→ **Items listed in a dataset**
__________________________________________________

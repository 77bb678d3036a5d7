//! Capacity-after-removal check (spec.md §4.4 step 5): predicts both the
//! cluster-wide average utilization and the worst case of a single remaining
//! node absorbing all of the candidate's pods; blocks if either predicted
//! figure exceeds the configured ceiling.

use k8s_openapi::api::core::v1::{Node, Pod};
use std::collections::HashMap;

use crate::error::{BlockReason, SafetyBlock};

use super::sum_requests;

pub fn check(
    candidate_pods: &[Pod],
    other_nodes: &[Node],
    pods_by_node: &HashMap<String, Vec<Pod>>,
    ceiling_percent: f64,
) -> Result<(), SafetyBlock> {
    if other_nodes.is_empty() {
        return Ok(());
    }
    let (cand_cpu, cand_mem) = sum_requests(candidate_pods);

    let mut total_alloc_cpu = 0i64;
    let mut total_alloc_mem = 0i64;
    let mut total_used_cpu = 0i64;
    let mut total_used_mem = 0i64;
    let mut worst_cpu_percent = 0.0f64;
    let mut worst_mem_percent = 0.0f64;

    for node in other_nodes {
        let (alloc_cpu, alloc_mem) = super::node_allocatable(node);
        let name = node.metadata.name.clone().unwrap_or_default();
        let node_pods = pods_by_node.get(&name).map(|v| v.as_slice()).unwrap_or(&[]);
        let (used_cpu, used_mem) = sum_requests(node_pods);

        total_alloc_cpu += alloc_cpu;
        total_alloc_mem += alloc_mem;
        total_used_cpu += used_cpu;
        total_used_mem += used_mem;

        if alloc_cpu > 0 {
            worst_cpu_percent = worst_cpu_percent.max(((used_cpu + cand_cpu) as f64 / alloc_cpu as f64) * 100.0);
        }
        if alloc_mem > 0 {
            worst_mem_percent = worst_mem_percent.max(((used_mem + cand_mem) as f64 / alloc_mem as f64) * 100.0);
        }
    }

    let avg_cpu_percent = if total_alloc_cpu > 0 {
        ((total_used_cpu + cand_cpu) as f64 / total_alloc_cpu as f64) * 100.0
    } else {
        0.0
    };
    let avg_mem_percent = if total_alloc_mem > 0 {
        ((total_used_mem + cand_mem) as f64 / total_alloc_mem as f64) * 100.0
    } else {
        0.0
    };

    let predicted_max_cpu = avg_cpu_percent.max(worst_cpu_percent);
    let predicted_max_mem = avg_mem_percent.max(worst_mem_percent);

    if predicted_max_cpu > ceiling_percent || predicted_max_mem > ceiling_percent {
        return Err(SafetyBlock::new(
            BlockReason::Capacity,
            format!(
                "predicted post-removal utilization {predicted_max_cpu:.1}% cpu / {predicted_max_mem:.1}% mem exceeds {ceiling_percent:.1}% ceiling"
            ),
        ));
    }
    Ok(())
}

#[cfg(test)]
mod tests {
    use super::*;
    use crate::safety::tests::{node_with_allocatable, pod_with_request};

    #[test]
    fn no_other_nodes_is_vacuously_safe() {
        let result = check(&[], &[], &HashMap::new(), 85.0);
        assert!(result.is_ok());
    }

    #[test]
    fn blocks_when_worst_case_exceeds_ceiling() {
        let candidate_pods = vec![pod_with_request("p1", "3", "1Gi")];
        let other_nodes = vec![node_with_allocatable("n2", "4", "8Gi")];
        let result = check(&candidate_pods, &other_nodes, &HashMap::new(), 85.0);
        assert_eq!(result.unwrap_err().reason, BlockReason::Capacity);
    }

    #[test]
    fn allows_when_within_ceiling() {
        let candidate_pods = vec![pod_with_request("p1", "1", "1Gi")];
        let other_nodes = vec![node_with_allocatable("n2", "16", "32Gi")];
        assert!(check(&candidate_pods, &other_nodes, &HashMap::new(), 85.0).is_ok());
    }
}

__________________________________________________

→ **What you should do**
Start to finish, restate the records above word for word.

→ **Result for this exercise**
repository 77bb678d3036a5d7
//! Capacity-after-removal check (spec.md §4.4 step 5): predicts both the
//! cluster-wide average utilization and the worst case of a single remaining
//! node absorbing all of the candidate's pods; blocks if either predicted
//! figure exceeds the configured ceiling.

use k8s_openapi::api::core::v1::{Node, Pod};
use std::collections::HashMap;

use crate::error::{BlockReason, SafetyBlock};

use super::sum_requests;

pub fn check(
    candidate_pods: &[Pod],
    other_nodes: &[Node],
    pods_by_node: &HashMap<String, Vec<Pod>>,
    ceiling_percent: f64,
) -> Result<(), SafetyBlock> {
    if other_nodes.is_empty() {
        return Ok(());
    }
    let (cand_cpu, cand_mem) = sum_requests(candidate_pods);

    let mut total_alloc_cpu = 0i64;
    let mut total_alloc_mem = 0i64;
    let mut total_used_cpu = 0i64;
    let mut total_used_mem = 0i64;
    let mut worst_cpu_percent = 0.0f64;
    let mut worst_mem_percent = 0.0f64;

    for node in other_nodes {
        let (alloc_cpu, alloc_mem) = super::node_allocatable(node);
        let name = node.metadata.name.clone().unwrap_or_default();
        let node_pods = pods_by_node.get(&name).map(|v| v.as_slice()).unwrap_or(&[]);
        let (used_cpu, used_mem) = sum_requests(node_pods);

        total_alloc_cpu += alloc_cpu;
        total_alloc_mem += alloc_mem;
        total_used_cpu += used_cpu;
        total_used_mem += used_mem;

        if alloc_cpu > 0 {
            worst_cpu_percent = worst_cpu_percent.max(((used_cpu + cand_cpu) as f64 / alloc_cpu as f64) * 100.0);
        }
        if alloc_mem > 0 {
            worst_mem_percent = worst_mem_percent.max(((used_mem + cand_mem) as f64 / alloc_mem as f64) * 100.0);
        }
    }

    let avg_cpu_percent = if total_alloc_cpu > 0 {
        ((total_used_cpu + cand_cpu) as f64 / total_alloc_cpu as f64) * 100.0
    } else {
        0.0
    };
    let avg_mem_percent = if total_alloc_mem > 0 {
        ((total_used_mem + cand_mem) as f64 / total_alloc_mem as f64) * 100.0
    } else {
        0.0
    };

    let predicted_max_cpu = avg_cpu_percent.max(worst_cpu_percent);
    let predicted_max_mem = avg_mem_percent.max(worst_mem_percent);

    if predicted_max_cpu > ceiling_percent || predicted_max_mem > ceiling_percent {
        return Err(SafetyBlock::new(
            BlockReason::Capacity,
            format!(
                "predicted post-removal utilization {predicted_max_cpu:.1}% cpu / {predicted_max_mem:.1}% mem exceeds {ceiling_percent:.1}% ceiling"
            ),
        ));
    }
    Ok(())
}

#[cfg(test)]
mod tests {
    use super::*;
    use crate::safety::tests::{node_with_allocatable, pod_with_request};

    #[test]
    fn no_other_nodes_is_vacuously_safe() {
        let result = check(&[], &[], &HashMap::new(), 85.0);
        assert!(result.is_ok());
    }

    #[test]
    fn blocks_when_worst_case_exceeds_ceiling() {
        let candidate_pods = vec![pod_with_request("p1", "3", "1Gi")];
        let other_nodes = vec![node_with_allocatable("n2", "4", "8Gi")];
        let result = check(&candidate_pods, &other_nodes, &HashMap::new(), 85.0);
        assert_eq!(result.unwrap_err().reason, BlockReason::Capacity);
    }

    #[test]
    fn allows_when_within_ceiling() {
        let candidate_pods = vec![pod_with_request("p1", "1", "1Gi")];
        let other_nodes = vec![node_with_allocatable("n2", "16", "32Gi")];
        assert!(check(&candidate_pods, &other_nodes, &HashMap::new(), 85.0).is_ok());
    }
}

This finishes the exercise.